Cleantech and climate change may now be buzzwords in China, but they are centered on technologies that are removed from daily life, like solar power and water filtration. For the average consumer, saving energy – and the environment – can be a vaporous notion.
The marketing consultancy What If was asked by the Joint US-China Cooperation on Clean Energy (JUCCCE), a non-profit group, to figure out how to rally China’s millions of consumers around the idea of energy conservation.
It quickly found that commonly held assumptions about Chinese consumers – like the idea that they could be motivated only by cost – were wrong.
“Money is not enough to motivate consumers,” said Arjan Polhuis of What If’s Shanghai office. “Most people are already doing some sort of energy saving.”
Leaving the light on
This seemingly contradictory claim is borne out by Rob Watson, the man behind the green buildings code, LEED, and who has advised the Chinese government on energy efficiency and conservation issues in buildings.
According to Watson, people adapted to China’s energy-wasting buildings in the past by adapting their consumption behavior – they denied themselves amenity. Chinese of an older generation routinely keep their heaters or air conditioners off even in the most uncomfortable temperatures, electing to suffer the heat or cold instead of paying for the high cost of keeping their appliances turned on. Now, however, younger Chinese consumers are sufficiently rich that they don’t have to be so frugal.
“Buildings tend to focus on conservation quite a bit … lights are off, thermostats are off; it’s cold in the winter, hot in the summer.” he said. “Now as China gets wealthier, [consumers] are taking it back in amenity. So energy [use] goes up without any corresponding bump in GDP.”
The What If survey concluded that to convince Chinese consumers to save energy, it must be emphasized that reducing energy consumption leads to reduced pollution and thus better health.
This is the thinking behind an information campaign that JUCCCE founder Peggy Liu describes as a green version of the famous US “Got milk?” initiative.
Liu, a former venture capitalist and consultant at McKinsey, has mined her contacts book to get the campaign started. Her recruits include Kitty Lun, who runs advertising agency Lowe in China.

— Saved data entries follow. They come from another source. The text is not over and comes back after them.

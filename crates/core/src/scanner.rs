//! Notes directory listing and timestamp based staleness checks.

use crate::error::{IndexError, IndexResult};
use chrono::{DateTime, SecondsFormat, Utc};
use std::fs::Metadata as FileMetadata;
use std::path::{Component, Path, PathBuf};
use tracing::debug;

#[derive(Debug, Clone, Copy, PartialEq, Eq)]
pub enum Staleness {
    Unchanged,
    Changed,
}

/// Compares a note's current change timestamp with the one stored in the index.
pub fn check(current: &str, stored: Option<&str>) -> Staleness {
    match stored {
        Some(stored) if stored == current => Staleness::Unchanged,
        _ => Staleness::Changed,
    }
}

/// Canonical UTC ISO-8601 form of the file's status-change time, with
/// millisecond precision (`2024-01-02T03:04:05.678Z`).
pub fn change_timestamp(meta: &FileMetadata) -> String {
    change_time(meta).to_rfc3339_opts(SecondsFormat::Millis, true)
}

#[cfg(unix)]
fn change_time(meta: &FileMetadata) -> DateTime<Utc> {
    use std::os::unix::fs::MetadataExt;
    DateTime::<Utc>::from_timestamp(meta.ctime(), meta.ctime_nsec() as u32).unwrap_or_default()
}

// No status-change time off unix; the modification time is the closest signal.
#[cfg(not(unix))]
fn change_time(meta: &FileMetadata) -> DateTime<Utc> {
    meta.modified().map(DateTime::<Utc>::from).unwrap_or_default()
}

/// Stats a note and returns its change timestamp.
///
/// Fails with [`IndexError::NotAFile`] when the entry is a directory or
/// anything other than a regular file.
pub async fn stat_note(path: &Path) -> IndexResult<String> {
    let meta = tokio::fs::metadata(path).await?;
    if !meta.is_file() {
        return Err(IndexError::NotAFile(path.to_path_buf()));
    }
    Ok(change_timestamp(&meta))
}

/// Resolves a basename inside the notes directory. Names that are not a
/// single plain path component are rejected.
pub fn note_path(notes_dir: &Path, basename: &str) -> IndexResult<PathBuf> {
    let mut components = Path::new(basename).components();
    match (components.next(), components.next()) {
        (Some(Component::Normal(_)), None) => Ok(notes_dir.join(basename)),
        _ => Err(IndexError::InvalidName(basename.to_string())),
    }
}

/// Lists every entry name in the notes directory, sorted.
pub async fn list_notes(notes_dir: &Path) -> IndexResult<Vec<String>> {
    let mut entries = tokio::fs::read_dir(notes_dir).await?;
    let mut names = Vec::new();
    while let Some(entry) = entries.next_entry().await? {
        let name = entry
            .file_name()
            .into_string()
            .map_err(|raw| IndexError::InvalidName(raw.to_string_lossy().into_owned()))?;
        names.push(name);
    }
    names.sort();
    debug!(dir = %notes_dir.display(), count = names.len(), "listed notes");
    Ok(names)
}
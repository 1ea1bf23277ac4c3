use anyhow::Result;
use notes_index_core::indexer::{PassKind, RunSummary};
use storage::Index;

pub fn mode_label(mode: PassKind) -> &'static str {
    match mode {
        PassKind::Incremental => "incremental",
        PassKind::Rebuild => "rebuild",
        PassKind::Scan => "scan",
    }
}

pub fn render_summary(summary: &RunSummary, json: bool) -> Result<String> {
    if json {
        let mut value = serde_json::to_value(summary)?;
        if let Some(obj) = value.as_object_mut() {
            obj.insert("status".into(), "ok".into());
        }
        return Ok(serde_json::to_string_pretty(&value)?);
    }
    Ok(format!(
        "{}: {} notes, {} extracted, {}",
        mode_label(summary.mode),
        summary.notes,
        summary.extracted,
        if summary.written {
            "index written"
        } else {
            "index unchanged"
        }
    ))
}

/// The scanned index in the same shape it would be persisted in.
pub fn render_index(index: &Index) -> Result<String> {
    Ok(serde_json::to_string_pretty(index)?)
}
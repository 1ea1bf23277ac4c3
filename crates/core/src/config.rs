use anyhow::{bail, Context};
use serde::{Deserialize, Serialize};
use std::path::PathBuf;

use crate::extractor::DEFAULT_MAX_ATTEMPTS;

/// Notes directory relative to the home directory.
pub const DEFAULT_NOTES_DIR: &str = ".notable/notes";
/// Index file relative to the home directory.
pub const DEFAULT_INDEX_PATH: &str = "Desktop/index.json";

#[derive(Debug, Clone, Default, Serialize, Deserialize)]
pub struct AppConfig {
    #[serde(default)]
    pub notes: NotesConfig,
    #[serde(default)]
    pub index: IndexConfig,
    #[serde(default)]
    pub extraction: ExtractionConfig,
}

#[derive(Debug, Clone, Default, Serialize, Deserialize)]
pub struct NotesConfig {
    /// Defaults to `~/.notable/notes`.
    pub dir: Option<String>,
}

#[derive(Debug, Clone, Default, Serialize, Deserialize)]
pub struct IndexConfig {
    /// Defaults to `~/Desktop/index.json`.
    pub path: Option<String>,
}

#[derive(Debug, Clone, Serialize, Deserialize)]
pub struct ExtractionConfig {
    #[serde(default = "default_max_attempts")]
    pub max_attempts: u32,
}

impl Default for ExtractionConfig {
    fn default() -> Self {
        Self {
            max_attempts: default_max_attempts(),
        }
    }
}

fn default_max_attempts() -> u32 {
    DEFAULT_MAX_ATTEMPTS
}

impl AppConfig {
    pub fn notes_dir(&self) -> anyhow::Result<PathBuf> {
        resolve(self.notes.dir.as_deref(), DEFAULT_NOTES_DIR)
    }

    pub fn index_path(&self) -> anyhow::Result<PathBuf> {
        resolve(self.index.path.as_deref(), DEFAULT_INDEX_PATH)
    }
}

/// Loads configuration from `path`, or from the optional per-user file
/// `<config dir>/notes-index/config.{toml,yaml,json}` when no path is given.
pub fn load(path: Option<&str>) -> anyhow::Result<AppConfig> {
    let mut settings = config::Config::builder();
    if let Some(p) = path {
        settings = settings.add_source(config::File::with_name(p));
    } else if let Some(dir) = dirs::config_dir() {
        let default = dir.join("notes-index").join("config");
        settings =
            settings.add_source(config::File::with_name(&default.to_string_lossy()).required(false));
    }
    let cfg: AppConfig = settings.build()?.try_deserialize()?;
    if cfg.extraction.max_attempts == 0 {
        bail!("extraction.max_attempts must be at least 1");
    }
    Ok(cfg)
}

fn resolve(configured: Option<&str>, default: &str) -> anyhow::Result<PathBuf> {
    match configured {
        Some(raw) => match raw.strip_prefix("~/") {
            Some(rest) => Ok(home_dir()?.join(rest)),
            None => Ok(PathBuf::from(raw)),
        },
        None => Ok(home_dir()?.join(default)),
    }
}

fn home_dir() -> anyhow::Result<PathBuf> {
    dirs::home_dir().context("home directory not found")
}

#[cfg(test)]
mod tests {
    use super::*;
    use std::fs;

    #[test]
    fn defaults_resolve_under_home() {
        let cfg = AppConfig::default();
        let home = dirs::home_dir().unwrap();
        assert_eq!(cfg.notes_dir().unwrap(), home.join(".notable/notes"));
        assert_eq!(cfg.index_path().unwrap(), home.join("Desktop/index.json"));
        assert_eq!(cfg.extraction.max_attempts, 4);
    }

    #[test]
    fn loads_explicit_file() {
        let temp = tempfile::tempdir().unwrap();
        let path = temp.path().join("notes-index.toml");
        fs::write(
            &path,
            "[notes]\ndir = \"/srv/notes\"\n\n[index]\npath = \"~/index.json\"\n\n[extraction]\nmax_attempts = 2\n",
        )
        .unwrap();

        let cfg = load(Some(path.to_str().unwrap())).unwrap();
        assert_eq!(cfg.notes_dir().unwrap(), PathBuf::from("/srv/notes"));
        assert_eq!(
            cfg.index_path().unwrap(),
            dirs::home_dir().unwrap().join("index.json")
        );
        assert_eq!(cfg.extraction.max_attempts, 2);
    }

    #[test]
    fn partial_file_keeps_defaults() {
        let temp = tempfile::tempdir().unwrap();
        let path = temp.path().join("partial.toml");
        fs::write(&path, "[notes]\ndir = \"/srv/notes\"\n").unwrap();

        let cfg = load(Some(path.to_str().unwrap())).unwrap();
        assert!(cfg.index.path.is_none());
        assert_eq!(cfg.extraction.max_attempts, 4);
    }

    #[test]
    fn zero_attempts_is_rejected() {
        let temp = tempfile::tempdir().unwrap();
        let path = temp.path().join("bad.toml");
        fs::write(&path, "[extraction]\nmax_attempts = 0\n").unwrap();

        assert!(load(Some(path.to_str().unwrap())).is_err());
    }
}
use serde::{Deserialize, Serialize};
use std::collections::BTreeMap;
use tracing::debug;

/// Parsed frontmatter of a single note. Author-defined keys, no fixed schema.
pub type Metadata = serde_json::Map<String, serde_json::Value>;

/// Note basename to cached entry.
pub type Index = BTreeMap<String, IndexEntry>;

/// Name of the reserved timestamp field stored next to the frontmatter keys.
pub const UPDATED_KEY: &str = "updated";

/// Cached metadata for one note.
///
/// Serialized flat: `updated` sits alongside the note's own top-level
/// frontmatter keys in the same JSON object.
#[derive(Debug, Clone, PartialEq, Serialize, Deserialize)]
pub struct IndexEntry {
    pub updated: String,
    #[serde(flatten)]
    pub metadata: Metadata,
}

impl IndexEntry {
    /// Builds an entry, dropping any author-defined `updated` key so the
    /// reserved timestamp field is the only one serialized.
    pub fn new(updated: String, mut metadata: Metadata) -> Self {
        if metadata.remove(UPDATED_KEY).is_some() {
            debug!("dropping frontmatter key `{}` shadowed by index field", UPDATED_KEY);
        }
        Self { updated, metadata }
    }
}

#[cfg(test)]
mod tests {
    use super::*;
    use serde_json::json;

    #[test]
    fn entry_serializes_flat() {
        let mut metadata = Metadata::new();
        metadata.insert("title".into(), json!("Groceries"));
        metadata.insert("tags".into(), json!(["home", "todo"]));
        let entry = IndexEntry::new("2024-03-01T10:00:00.000Z".into(), metadata);

        let value = serde_json::to_value(&entry).unwrap();
        assert_eq!(
            value,
            json!({
                "updated": "2024-03-01T10:00:00.000Z",
                "title": "Groceries",
                "tags": ["home", "todo"],
            })
        );
    }

    #[test]
    fn author_updated_key_is_dropped() {
        let mut metadata = Metadata::new();
        metadata.insert("updated".into(), json!("yesterday"));
        metadata.insert("title".into(), json!("Plan"));
        let entry = IndexEntry::new("2024-03-01T10:00:00.000Z".into(), metadata);

        assert_eq!(entry.updated, "2024-03-01T10:00:00.000Z");
        assert!(!entry.metadata.contains_key("updated"));

        let text = serde_json::to_string(&entry).unwrap();
        let back: IndexEntry = serde_json::from_str(&text).unwrap();
        assert_eq!(back, entry);
    }

    #[test]
    fn entry_without_updated_is_rejected() {
        let res = serde_json::from_value::<IndexEntry>(json!({ "title": "x" }));
        assert!(res.is_err());
    }
}
//! Index maintenance passes.
//!
//! The incremental pass reuses the stored index and re-extracts only notes
//! whose change timestamp moved. The rebuild pass ignores any stored index
//! and re-extracts every note in the directory. [`Indexer::update`] runs the
//! incremental pass and falls back to a rebuild whenever it fails.

use crate::error::{IndexError, IndexResult};
use crate::extractor::NoteReader;
use crate::scanner::{self, Staleness};
use serde::Serialize;
use std::path::PathBuf;
use storage::{Index, IndexStore, StoreError};
use tracing::{debug, info, warn};

#[derive(Debug, Clone, Copy, PartialEq, Eq, Serialize)]
#[serde(rename_all = "snake_case")]
pub enum PassKind {
    Incremental,
    Rebuild,
    Scan,
}

/// Result of a completed pass, held in memory until it is saved.
#[derive(Debug, Clone)]
pub struct PassOutcome {
    pub index: Index,
    /// Notes whose entry was (re-)extracted during the pass.
    pub extracted: usize,
}

#[derive(Debug, Clone, PartialEq, Eq, Serialize)]
pub struct RunSummary {
    pub mode: PassKind,
    pub notes: usize,
    pub extracted: usize,
    pub written: bool,
}

impl RunSummary {
    fn new(mode: PassKind, outcome: &PassOutcome, written: bool) -> Self {
        Self {
            mode,
            notes: outcome.index.len(),
            extracted: outcome.extracted,
            written,
        }
    }
}

pub struct Indexer<S, R> {
    notes_dir: PathBuf,
    store: S,
    reader: R,
}

impl<S: IndexStore, R: NoteReader> Indexer<S, R> {
    pub fn new(notes_dir: impl Into<PathBuf>, store: S, reader: R) -> Self {
        Self {
            notes_dir: notes_dir.into(),
            store,
            reader,
        }
    }

    pub fn store(&self) -> &S {
        &self.store
    }

    /// Incremental pass with rebuild fallback.
    ///
    /// Saves only if the incremental pass changed at least one entry. Any
    /// failure there, including an unreadable stored index, discards the
    /// pass and runs [`Indexer::rebuild`]; a rebuild failure is returned.
    pub async fn update(&self) -> IndexResult<RunSummary> {
        let outcome = match self.incremental_pass().await {
            Ok(outcome) => outcome,
            Err(IndexError::Store(StoreError::Unreadable { path, reason })) => {
                info!(path = %path.display(), %reason, "no usable index, rebuilding");
                return self.rebuild().await;
            }
            Err(err) => {
                warn!(error = %err, "incremental pass failed, rebuilding index");
                return self.rebuild().await;
            }
        };

        let written = outcome.extracted > 0;
        if written {
            if let Err(err) = self.store.save(&outcome.index).await {
                warn!(error = %err, "saving updated index failed, rebuilding index");
                return self.rebuild().await;
            }
        }
        info!(
            notes = outcome.index.len(),
            extracted = outcome.extracted,
            written,
            "incremental update complete"
        );
        Ok(RunSummary::new(PassKind::Incremental, &outcome, written))
    }

    /// Rebuild pass followed by an unconditional save.
    pub async fn rebuild(&self) -> IndexResult<RunSummary> {
        let outcome = self.rebuild_pass().await?;
        self.store.save(&outcome.index).await?;
        info!(notes = outcome.index.len(), "index rebuilt");
        Ok(RunSummary::new(PassKind::Rebuild, &outcome, true))
    }

    /// Extracts every note without loading or saving anything.
    pub async fn scan(&self) -> IndexResult<(Index, RunSummary)> {
        let outcome = self.rebuild_pass().await?;
        let summary = RunSummary::new(PassKind::Scan, &outcome, false);
        info!(notes = outcome.index.len(), "scan complete");
        Ok((outcome.index, summary))
    }

    /// Re-extracts stale entries of the stored index.
    ///
    /// Only basenames already in the stored index are visited; notes added
    /// or removed since are picked up by the next rebuild. The first error
    /// aborts the pass and nothing is returned for saving.
    pub async fn incremental_pass(&self) -> IndexResult<PassOutcome> {
        let mut index = self.store.load().await?;
        info!(entries = index.len(), "starting incremental pass");

        let mut extracted = 0;
        for (basename, entry) in index.iter_mut() {
            let path = scanner::note_path(&self.notes_dir, basename)?;
            let current = scanner::stat_note(&path).await?;
            match scanner::check(&current, Some(&entry.updated)) {
                Staleness::Unchanged => debug!(note = %basename, "unchanged"),
                Staleness::Changed => {
                    debug!(note = %basename, stored = %entry.updated, %current, "changed");
                    *entry = self.reader.read_note(&path).await?;
                    extracted += 1;
                }
            }
        }

        Ok(PassOutcome { index, extracted })
    }

    /// Builds a fresh index from every entry in the notes directory.
    ///
    /// Every note must extract successfully; there is no partial result.
    pub async fn rebuild_pass(&self) -> IndexResult<PassOutcome> {
        let basenames = scanner::list_notes(&self.notes_dir).await?;
        info!(notes = basenames.len(), dir = %self.notes_dir.display(), "starting rebuild pass");

        let mut index = Index::new();
        for basename in basenames {
            let path = scanner::note_path(&self.notes_dir, &basename)?;
            scanner::stat_note(&path).await?;
            let entry = self.reader.read_note(&path).await?;
            index.insert(basename, entry);
        }

        let extracted = index.len();
        Ok(PassOutcome { index, extracted })
    }
}
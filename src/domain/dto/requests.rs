//! Requêtes entrantes.

use serde::Deserialize;
use validator::Validate;

/// Corps de `POST /api/auth/register`.
///
/// Les deux champs sont requis ; l'absence de l'un ou l'autre produit la
/// réponse 400 « Email et mot de passe requis. » (voir le handler).
#[derive(Debug, Deserialize, Validate)]
pub struct RegisterRequest {
    #[serde(default)]
    #[validate(length(min = 1, message = "Email et mot de passe requis."))]
    pub email: String,
    #[serde(default)]
    #[validate(length(min = 1, message = "Email et mot de passe requis."))]
    pub password: String,
}

/// Corps de `POST /api/posts`.
#[derive(Debug, Deserialize, Validate)]
pub struct CreatePostRequest {
    #[validate(length(min = 1, message = "Titre et contenu requis."))]
    pub title: String,
    #[validate(length(min = 1, message = "Titre et contenu requis."))]
    pub content: String,
}
//! Handlers des posts.
//!
//! Création et listing sont publics ; la suppression exige un token valide
//! (middleware appliqué au câblage des routes) et n'est permise qu'à
//! l'auteur du post ou à un administrateur.

use actix_web::{HttpResponse, get, post, web};
use validator::Validate;

use crate::domain::auth::AuthenticatedUser;
use crate::domain::dto::CreatePostRequest;
use crate::errors::AppError;
use crate::services::posts::PostService;

/// `POST /api/posts` — crée un post, répond 201 avec le post créé.
#[post("")]
pub async fn create_post(
    payload: web::Json<CreatePostRequest>,
    service: web::Data<PostService>,
) -> Result<HttpResponse, AppError> {
    payload
        .validate()
        .map_err(|_| AppError::Validation("Titre et contenu requis.".to_string()))?;

    let post = service.create_post(payload.into_inner()).await?;
    Ok(HttpResponse::Created().json(post))
}

/// `GET /api/posts` — liste tous les posts, `author` à `null` si absent.
#[get("")]
pub async fn get_posts(service: web::Data<PostService>) -> Result<HttpResponse, AppError> {
    let posts = service.list_posts().await?;
    Ok(HttpResponse::Ok().json(posts))
}

/// `DELETE /api/posts/{id}` — supprime un post (auteur ou administrateur).
///
/// Enregistré sans macro d'attribut : la route est câblée via
/// `web::resource` pour recevoir le middleware d'authentification.
pub async fn delete_post(
    path: web::Path<String>,
    user: AuthenticatedUser,
    service: web::Data<PostService>,
) -> Result<HttpResponse, AppError> {
    let response = service.delete_post(&path.into_inner(), &user).await?;
    Ok(HttpResponse::Ok().json(response))
}
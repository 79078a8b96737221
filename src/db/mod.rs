//! # Connexion MongoDB
//!
//! Gestion de la connexion au document store. La connexion est établie une
//! seule fois au démarrage, vérifiée par un `ping`, puis partagée entre les
//! repositories (le client MongoDB gère lui-même son pool de connexions).

use log::info;
use mongodb::{Client, options::ClientOptions};

use crate::config::DatabaseConfig;
use crate::errors::{AppError, AppResult};

/// Enveloppe de la connexion MongoDB.
///
/// Fournit l'accès à la base configurée pour la couche repository.
#[derive(Clone)]
pub struct Database {
    client: Client,
    database_name: String,
}

impl Database {
    /// Établit la connexion MongoDB à partir de la configuration injectée.
    ///
    /// Parse l'URI, nomme l'application pour le monitoring côté serveur,
    /// puis valide la connexion avec une commande `ping`.
    ///
    /// # Errors
    ///
    /// * `AppError::Database` - URI invalide ou serveur injoignable
    pub async fn connect(config: &DatabaseConfig) -> AppResult<Self> {
        let mut client_options = ClientOptions::parse(&config.uri)
            .await
            .map_err(|e| AppError::Database(format!("URI MongoDB invalide: {}", e)))?;

        client_options.app_name = Some("blog_service".to_string());

        let client = Client::with_options(client_options)
            .map_err(|e| AppError::Database(format!("Client MongoDB: {}", e)))?;

        client
            .database(&config.database_name)
            .run_command(mongodb::bson::doc! { "ping": 1 })
            .await
            .map_err(|e| AppError::Database(format!("Ping MongoDB échoué: {}", e)))?;

        info!("✅ Connecté à MongoDB: {}", config.database_name);

        Ok(Self {
            client,
            database_name: config.database_name.clone(),
        })
    }

    /// Base MongoDB configurée, point d'entrée des repositories.
    pub fn database(&self) -> mongodb::Database {
        self.client.database(&self.database_name)
    }

    /// Nom de la base utilisée.
    pub fn database_name(&self) -> &str {
        &self.database_name
    }
}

“She’s nicknamed the ‘slogan queen of China,’” Liu said. “She’s presented a few options of slogans that might be something we can use as our ‘Got milk?’”
One of the Chinese language slogans being considered is “Save energy. Clean up energy,” which plays on the phonetics of the characters for “save” and “clean up.” That’s to be followed with the corollary “build a healthy future,” which uses the similar-sounding characters for “build” and “health” to underline its message.
Once the slogan and campaign brief are finalized, Liu will find the “best directors and the best celebrities” to participate in the ads. Several celebrities have expressed interest, although she couldn’t say who as the contracts aren’t signed yet.
Liu intends to have the ads ready sometime next year and has already made agreements for free airtime and display.
What If’s finding – that linking health and energy conservation will resonate with Chinese consumers – may sound like a stretch, but other market observers, such as Shaun Rein, managing director of China Market Research Group, corroborate it.
Rein says his company’s research shows that consumers’ health concerns are increasing and this is having an effect on purchasing decisions. Therefore, it’s not just non-profit enterprises that should understand the link between health and the environment. Corporations have to exploit the connection too.
“Multinationals especially need to say that their products are non-toxic, that they’re better for your health and the wellbeing of your family,” Rein said.
But consumers aren’t stupid. Companies have to do more than just pay lip service to the environmental theme if they are to succeed, according to Will Moss, a Beijing-based senior manager at public relations firm Burston Marsteller.
“What a company says has to be backed up by deeds,” he said.